[GIVEN RECORDS Boundary: Start]

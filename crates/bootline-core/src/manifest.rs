//! Python dependency manifest (`requirements.txt`) parsing and the resolved
//! package set captured after installation.

use std::collections::{BTreeSet, HashSet};
use std::path::{Path, PathBuf};
use std::sync::OnceLock;

use regex::Regex;
use serde::{Deserialize, Serialize};
use sha2::{Digest, Sha256};

use crate::error::ProvisioningError;

fn requirement_re() -> &'static Regex {
    static RE: OnceLock<Regex> = OnceLock::new();
    RE.get_or_init(|| {
        Regex::new(
            r"^(?P<name>[A-Za-z0-9](?:[A-Za-z0-9._-]*[A-Za-z0-9])?)\s*(?:\[(?P<extras>[^\]]*)\])?\s*(?P<constraint>[^;]*?)\s*(?:;\s*(?P<marker>.+))?$",
        )
        .expect("static regex")
    })
}

fn constraint_re() -> &'static Regex {
    static RE: OnceLock<Regex> = OnceLock::new();
    RE.get_or_init(|| {
        Regex::new(r"^(?:@\s*\S+|(?:===|==|!=|~=|<=|>=|<|>)\s*[A-Za-z0-9.*+!_-]+(?:\s*,\s*(?:===|==|!=|~=|<=|>=|<|>)\s*[A-Za-z0-9.*+!_-]+)*)$")
            .expect("static regex")
    })
}

/// PEP 503 normalisation: lowercase, runs of `-_.` collapse to `-`.
pub fn normalize_name(name: &str) -> String {
    let mut out = String::with_capacity(name.len());
    let mut in_sep = false;
    for c in name.chars() {
        if matches!(c, '-' | '_' | '.') {
            if !in_sep {
                out.push('-');
            }
            in_sep = true;
        } else {
            out.extend(c.to_lowercase());
            in_sep = false;
        }
    }
    out
}

/// One `name[extras] constraint ; marker` line.
#[derive(Debug, Clone, PartialEq, Eq, Serialize, Deserialize)]
pub struct Requirement {
    pub name: String,
    pub extras: Vec<String>,
    /// Version specifier, empty when unpinned.
    pub constraint: String,
    pub marker: Option<String>,
}

impl Requirement {
    pub fn normalized_name(&self) -> String {
        normalize_name(&self.name)
    }

    /// Canonical single-line form used for fingerprinting.
    pub fn canonical(&self) -> String {
        let mut s = self.normalized_name();
        if !self.extras.is_empty() {
            let mut extras: Vec<String> = self.extras.iter().map(|e| normalize_name(e)).collect();
            extras.sort();
            s.push('[');
            s.push_str(&extras.join(","));
            s.push(']');
        }
        s.push_str(&self.constraint.replace(' ', ""));
        if let Some(m) = &self.marker {
            s.push_str("; ");
            s.push_str(m);
        }
        s
    }
}

/// Ordered requirements plus any pip option lines, in file order.
#[derive(Debug, Clone, Default, PartialEq, Eq)]
pub struct DependencyManifest {
    pub path: PathBuf,
    pub requirements: Vec<Requirement>,
    pub options: Vec<String>,
}

impl DependencyManifest {
    pub fn load(path: &Path) -> Result<Self, ProvisioningError> {
        if !path.is_file() {
            return Err(ProvisioningError::ManifestMissing(path.to_path_buf()));
        }
        let content = std::fs::read_to_string(path).map_err(|e| ProvisioningError::Manifest {
            path: path.to_path_buf(),
            line: 0,
            reason: e.to_string(),
        })?;
        Self::parse(path, &content)
    }

    pub fn parse(path: &Path, content: &str) -> Result<Self, ProvisioningError> {
        let mut manifest = Self {
            path: path.to_path_buf(),
            ..Self::default()
        };
        let mut seen = HashSet::new();
        for (idx, raw) in content.lines().enumerate() {
            let line_no = idx + 1;
            let err = |reason: String| ProvisioningError::Manifest {
                path: path.to_path_buf(),
                line: line_no,
                reason,
            };
            let line = strip_comment(raw).trim();
            if line.is_empty() || line.starts_with('#') {
                continue;
            }
            if line.starts_with('-') {
                manifest.options.push(line.to_string());
                continue;
            }
            let caps = requirement_re()
                .captures(line)
                .ok_or_else(|| err(format!("cannot parse requirement '{line}'")))?;
            let name = caps["name"].to_string();
            let constraint = caps
                .name("constraint")
                .map(|m| m.as_str().trim().to_string())
                .unwrap_or_default();
            if !constraint.is_empty() && !constraint_re().is_match(&constraint) {
                return Err(err(format!("invalid version constraint '{constraint}' for {name}")));
            }
            let extras = caps
                .name("extras")
                .map(|m| {
                    m.as_str()
                        .split(',')
                        .map(str::trim)
                        .filter(|s| !s.is_empty())
                        .map(String::from)
                        .collect()
                })
                .unwrap_or_default();
            let marker = caps.name("marker").map(|m| m.as_str().trim().to_string());
            if !seen.insert(normalize_name(&name)) {
                return Err(err(format!("duplicate requirement '{name}'")));
            }
            manifest.requirements.push(Requirement {
                name,
                extras,
                constraint,
                marker,
            });
        }
        Ok(manifest)
    }

    /// SHA-256 over the canonical requirement lines, in declaration order.
    pub fn fingerprint(&self) -> String {
        let mut hasher = Sha256::new();
        for opt in &self.options {
            hasher.update(opt.as_bytes());
            hasher.update(b"\n");
        }
        for req in &self.requirements {
            hasher.update(req.canonical().as_bytes());
            hasher.update(b"\n");
        }
        hex::encode(hasher.finalize())
    }

    pub fn names(&self) -> Vec<String> {
        self.requirements.iter().map(Requirement::normalized_name).collect()
    }
}

/// A `#` preceded by whitespace starts a comment; a bare `#` inside a URL
/// fragment does not.
fn strip_comment(raw: &str) -> &str {
    let mut prev_ws = true;
    for (pos, c) in raw.char_indices() {
        if c == '#' && prev_ws {
            return &raw[..pos];
        }
        prev_ws = c.is_whitespace();
    }
    raw
}

/// Installed packages as reported by `pip freeze`, normalised and sorted.
#[derive(Debug, Clone, Default, PartialEq, Eq, Serialize, Deserialize)]
pub struct ResolvedSet {
    pub packages: BTreeSet<String>,
}

impl ResolvedSet {
    /// Parse `pip freeze` output. Editable and direct-reference lines keep their name only.
    pub fn from_freeze(output: &str) -> Self {
        let packages = output
            .lines()
            .map(str::trim)
            .filter(|l| !l.is_empty() && !l.starts_with('#') && !l.starts_with("-e"))
            .map(|l| {
                if let Some((name, version)) = l.split_once("==") {
                    format!("{}=={}", normalize_name(name.trim()), version.trim())
                } else if let Some((name, _)) = l.split_once(" @ ") {
                    normalize_name(name.trim())
                } else {
                    normalize_name(l)
                }
            })
            .collect();
        Self { packages }
    }

    pub fn contains(&self, normalized: &str) -> bool {
        self.packages.iter().any(|p| {
            p == normalized
                || p.strip_prefix(normalized)
                    .is_some_and(|rest| rest.starts_with("=="))
        })
    }

    /// Declared names absent from this set. Requirements carrying an
    /// environment marker may legitimately be skipped by pip and are not checked.
    pub fn missing(&self, manifest: &DependencyManifest) -> Vec<String> {
        manifest
            .requirements
            .iter()
            .filter(|r| r.marker.is_none())
            .map(Requirement::normalized_name)
            .filter(|n| !self.contains(n))
            .collect()
    }

    pub fn fingerprint(&self) -> String {
        let mut hasher = Sha256::new();
        for p in &self.packages {
            hasher.update(p.as_bytes());
            hasher.update(b"\n");
        }
        hex::encode(hasher.finalize())
    }
}
//! Subcommand implementations. Each returns the process exit status on success;
//! failures carry their own status through [`BootError::exit_code`].

mod build;
mod inspect;
mod launch;
mod render;

use std::path::Path;

use anyhow::Context;
use bootline_core::config::{process_env, Recipe};
use bootline_core::BootError;

use crate::cli::{Cli, Commands};

pub fn dispatch(cli: Cli) -> Result<i32, BootError> {
    let recipe = load_recipe(cli.recipe.as_deref())?;
    match cli.command {
        Commands::Build { skip } => build::run(&recipe, skip),
        Commands::Launch {
            port,
            keep_alive,
            entry,
            dry_run,
        } => launch::run(&recipe, port, keep_alive, entry, dry_run),
        Commands::Plan { skip, json } => inspect::plan(&recipe, skip, json),
        Commands::Status { json } => inspect::status(&recipe, json),
        Commands::Render => {
            print!("{}", render::containerfile(&recipe));
            Ok(0)
        }
    }
}

fn load_recipe(explicit: Option<&Path>) -> Result<Recipe, BootError> {
    let cwd = std::env::current_dir().context("Failed to read current directory")?;
    Ok(Recipe::resolve(explicit, &cwd, &process_env)?)
}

[GIVEN RECORDS Boundary: End]

EXERCISE REQUIREMENTS: Starting with the first line of the records, repeat every line up to and including the one containing "use crate::error::ProvisioningError;", and nothing else.

RESULT OF THIS EXERCISE:
filename crates/bootline-core/src/manifest.rs
//! Python dependency manifest (`requirements.txt`) parsing and the resolved
//! package set captured after installation.

use std::collections::{BTreeSet, HashSet};
use std::path::{Path, PathBuf};
use std::sync::OnceLock;

use regex::Regex;
use serde::{Deserialize, Serialize};
use sha2::{Digest, Sha256};

use crate::error::ProvisioningError;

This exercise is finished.